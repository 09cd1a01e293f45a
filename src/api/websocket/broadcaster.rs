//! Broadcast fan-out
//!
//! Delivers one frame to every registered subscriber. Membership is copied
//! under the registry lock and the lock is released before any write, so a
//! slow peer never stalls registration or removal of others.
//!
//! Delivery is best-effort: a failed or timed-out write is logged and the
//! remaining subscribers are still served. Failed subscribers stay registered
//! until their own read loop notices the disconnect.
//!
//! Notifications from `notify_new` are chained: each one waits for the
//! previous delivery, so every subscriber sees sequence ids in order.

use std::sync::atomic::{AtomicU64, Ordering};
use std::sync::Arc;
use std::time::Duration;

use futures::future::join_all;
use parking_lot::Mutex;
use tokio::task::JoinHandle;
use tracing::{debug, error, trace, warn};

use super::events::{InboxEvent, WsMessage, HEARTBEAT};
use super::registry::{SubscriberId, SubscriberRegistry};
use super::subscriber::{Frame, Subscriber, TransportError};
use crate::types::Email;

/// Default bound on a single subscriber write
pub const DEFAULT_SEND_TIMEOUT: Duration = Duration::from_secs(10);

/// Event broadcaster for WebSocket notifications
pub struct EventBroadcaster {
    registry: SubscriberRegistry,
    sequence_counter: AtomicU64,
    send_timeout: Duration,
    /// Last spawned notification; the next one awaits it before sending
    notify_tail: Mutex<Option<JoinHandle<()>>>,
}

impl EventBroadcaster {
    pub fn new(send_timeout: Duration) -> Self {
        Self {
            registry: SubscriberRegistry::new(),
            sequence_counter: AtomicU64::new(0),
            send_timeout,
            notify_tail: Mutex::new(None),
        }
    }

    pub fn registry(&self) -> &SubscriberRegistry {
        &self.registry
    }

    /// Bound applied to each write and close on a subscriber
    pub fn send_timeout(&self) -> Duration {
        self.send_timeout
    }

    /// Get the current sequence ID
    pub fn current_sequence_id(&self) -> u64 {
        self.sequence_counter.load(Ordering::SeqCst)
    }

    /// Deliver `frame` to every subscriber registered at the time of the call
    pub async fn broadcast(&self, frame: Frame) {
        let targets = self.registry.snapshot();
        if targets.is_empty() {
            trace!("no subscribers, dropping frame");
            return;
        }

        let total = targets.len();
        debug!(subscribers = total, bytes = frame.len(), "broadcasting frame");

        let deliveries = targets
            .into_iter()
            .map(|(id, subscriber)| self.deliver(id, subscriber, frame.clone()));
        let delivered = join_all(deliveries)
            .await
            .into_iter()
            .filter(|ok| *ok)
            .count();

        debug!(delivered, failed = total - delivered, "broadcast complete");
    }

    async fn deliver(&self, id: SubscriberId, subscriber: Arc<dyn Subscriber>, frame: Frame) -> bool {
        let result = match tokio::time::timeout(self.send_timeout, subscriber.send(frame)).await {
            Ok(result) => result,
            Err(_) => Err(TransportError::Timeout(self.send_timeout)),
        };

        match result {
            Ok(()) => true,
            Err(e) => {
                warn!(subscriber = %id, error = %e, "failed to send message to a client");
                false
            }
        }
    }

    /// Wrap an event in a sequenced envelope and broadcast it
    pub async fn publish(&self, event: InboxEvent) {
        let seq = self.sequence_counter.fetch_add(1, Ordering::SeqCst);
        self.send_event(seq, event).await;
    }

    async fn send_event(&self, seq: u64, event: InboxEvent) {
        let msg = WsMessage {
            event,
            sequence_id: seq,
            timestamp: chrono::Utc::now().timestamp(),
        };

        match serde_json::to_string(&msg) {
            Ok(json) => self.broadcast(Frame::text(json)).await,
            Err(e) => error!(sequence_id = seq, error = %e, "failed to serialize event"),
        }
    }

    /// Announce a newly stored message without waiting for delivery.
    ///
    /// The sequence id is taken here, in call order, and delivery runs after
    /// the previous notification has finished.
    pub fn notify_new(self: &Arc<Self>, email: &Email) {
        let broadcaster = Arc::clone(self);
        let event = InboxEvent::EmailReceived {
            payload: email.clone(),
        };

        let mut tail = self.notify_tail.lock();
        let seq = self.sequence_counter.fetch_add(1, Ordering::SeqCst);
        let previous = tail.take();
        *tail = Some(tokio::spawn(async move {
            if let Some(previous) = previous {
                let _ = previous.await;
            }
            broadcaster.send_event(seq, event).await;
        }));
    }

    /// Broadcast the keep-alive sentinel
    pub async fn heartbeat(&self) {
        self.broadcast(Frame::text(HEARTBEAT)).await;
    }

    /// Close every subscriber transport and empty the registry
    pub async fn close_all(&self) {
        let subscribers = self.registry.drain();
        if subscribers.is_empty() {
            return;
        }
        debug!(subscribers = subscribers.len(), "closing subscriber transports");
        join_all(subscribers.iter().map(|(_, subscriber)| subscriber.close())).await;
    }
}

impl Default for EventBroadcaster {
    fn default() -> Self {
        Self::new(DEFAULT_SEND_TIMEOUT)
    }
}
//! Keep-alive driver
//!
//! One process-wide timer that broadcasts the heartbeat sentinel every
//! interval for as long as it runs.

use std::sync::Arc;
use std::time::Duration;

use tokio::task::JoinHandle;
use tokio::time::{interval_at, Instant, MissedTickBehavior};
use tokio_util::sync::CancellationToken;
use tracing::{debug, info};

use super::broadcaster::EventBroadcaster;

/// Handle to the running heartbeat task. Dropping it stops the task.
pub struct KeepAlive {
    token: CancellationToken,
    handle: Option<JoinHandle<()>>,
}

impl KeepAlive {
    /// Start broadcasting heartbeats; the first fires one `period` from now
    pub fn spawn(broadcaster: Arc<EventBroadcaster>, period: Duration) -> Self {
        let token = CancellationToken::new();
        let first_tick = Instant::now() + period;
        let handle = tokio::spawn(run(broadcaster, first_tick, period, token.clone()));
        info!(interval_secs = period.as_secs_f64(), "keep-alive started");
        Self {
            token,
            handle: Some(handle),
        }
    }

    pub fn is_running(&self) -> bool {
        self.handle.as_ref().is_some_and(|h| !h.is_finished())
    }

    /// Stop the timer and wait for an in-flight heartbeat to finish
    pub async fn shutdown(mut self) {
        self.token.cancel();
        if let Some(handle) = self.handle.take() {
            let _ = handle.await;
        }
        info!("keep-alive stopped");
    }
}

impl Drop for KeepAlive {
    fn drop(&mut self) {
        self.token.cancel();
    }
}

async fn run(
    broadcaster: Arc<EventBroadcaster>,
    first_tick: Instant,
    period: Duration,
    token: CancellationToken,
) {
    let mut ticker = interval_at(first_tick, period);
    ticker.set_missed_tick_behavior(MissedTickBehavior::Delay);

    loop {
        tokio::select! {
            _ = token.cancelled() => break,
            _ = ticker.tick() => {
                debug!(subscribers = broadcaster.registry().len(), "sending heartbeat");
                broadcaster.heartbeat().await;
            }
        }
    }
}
*-*-*
• **EXERCISE BRIEF**: All lines from the one containing "pub async fn shutdown(mut" to the last line above should be reproduced exactly, and no other lines should be given.

• **OUTPUT FOR THIS EXERCISE**:
    pub async fn shutdown(mut self) {
        self.token.cancel();
        if let Some(handle) = self.handle.take() {
            let _ = handle.await;
        }
        info!("keep-alive stopped");
    }
}

impl Drop for KeepAlive {
    fn drop(&mut self) {
        self.token.cancel();
    }
}

async fn run(
    broadcaster: Arc<EventBroadcaster>,
    first_tick: Instant,
    period: Duration,
    token: CancellationToken,
) {
    let mut ticker = interval_at(first_tick, period);
    ticker.set_missed_tick_behavior(MissedTickBehavior::Delay);

    loop {
        tokio::select! {
            _ = token.cancelled() => break,
            _ = ticker.tick() => {
                debug!(subscribers = broadcaster.registry().len(), "sending heartbeat");
                broadcaster.heartbeat().await;
            }
        }
    }
}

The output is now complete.